The required output is the line that contains "not a keyboard" through the last line of the data, retyped verbatim and with nothing added.

═════ Exercise materials ═════

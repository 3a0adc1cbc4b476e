use crate::types::{Action, KeyCode, ModifierSet};
use tracing::warn;

/// Receiver of the engine's output, normally the HID transport.
pub trait OutputSink {
    fn press(&mut self, code: KeyCode);
    fn release(&mut self, code: KeyCode);

    fn emit(&mut self, action: Action) {
        match action {
            Action::Press(code) => self.press(code),
            Action::Release(code) => self.release(code),
        }
    }
}

/// Records actions in order.
impl OutputSink for Vec<Action> {
    fn press(&mut self, code: KeyCode) {
        self.push(Action::Press(code));
    }

    fn release(&mut self, code: KeyCode) {
        self.push(Action::Release(code));
    }
}

pub const REPORT_KEYS: usize = 6;

/// 6-key-rollover boot keyboard report.
///
/// Pressing something already down and releasing something already up are
/// no-ops, as they are for the host.
#[derive(Debug, Clone, Copy, Default, PartialEq, Eq)]
pub struct HidReport {
    pub modifiers: ModifierSet,
    pub keys: [u8; REPORT_KEYS],
}

impl HidReport {
    pub fn new() -> Self {
        Self::default()
    }

    pub fn is_clear(&self) -> bool {
        self.modifiers.is_empty() && self.keys.iter().all(|k| *k == 0)
    }

    pub fn pressed_keys(&self) -> impl Iterator<Item = KeyCode> + '_ {
        self.keys
            .iter()
            .filter(|k| **k != 0)
            .map(|k| KeyCode(*k as u16))
    }

    pub fn is_down(&self, code: KeyCode) -> bool {
        match ModifierSet::from_keycode(code) {
            Some(bit) => self.modifiers.contains(bit),
            None => self.pressed_keys().any(|k| k == code),
        }
    }

    /// Wire layout: modifier byte, reserved byte, six key slots.
    pub fn to_bytes(&self) -> [u8; 8] {
        let mut bytes = [0u8; 8];
        bytes[0] = self.modifiers.bits();
        bytes[2..].copy_from_slice(&self.keys);
        bytes
    }
}

impl OutputSink for HidReport {
    fn press(&mut self, code: KeyCode) {
        if let Some(bit) = ModifierSet::from_keycode(code) {
            self.modifiers |= bit;
            return;
        }
        if code.0 == 0 || code.0 > 0xFF {
            warn!("{} is not a keyboard usage, not reported", code);
            return;
        }
        let usage = code.0 as u8;
        if self.keys.contains(&usage) {
            return;
        }
        match self.keys.iter_mut().find(|k| **k == 0) {
            Some(slot) => *slot = usage,
            None => warn!("report full, dropping {}", code),
        }
    }

    fn release(&mut self, code: KeyCode) {
        if let Some(bit) = ModifierSet::from_keycode(code) {
            self.modifiers -= bit;
            return;
        }
        if code.0 > 0xFF {
            return;
        }
        let usage = code.0 as u8;
        if let Some(slot) = self.keys.iter_mut().find(|k| **k == usage) {
            *slot = 0;
        }
    }
}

═════

= Solved problem =
            warn!("{} is not a keyboard usage, not reported", code);
            return;
        }
        let usage = code.0 as u8;
        if self.keys.contains(&usage) {
            return;
        }
        match self.keys.iter_mut().find(|k| **k == 0) {
            Some(slot) => *slot = usage,
            None => warn!("report full, dropping {}", code),
        }
    }

    fn release(&mut self, code: KeyCode) {
        if let Some(bit) = ModifierSet::from_keycode(code) {
            self.modifiers -= bit;
            return;
        }
        if code.0 > 0xFF {
            return;
        }
        let usage = code.0 as u8;
        if let Some(slot) = self.keys.iter_mut().find(|k| **k == usage) {
            *slot = 0;
        }
    }
}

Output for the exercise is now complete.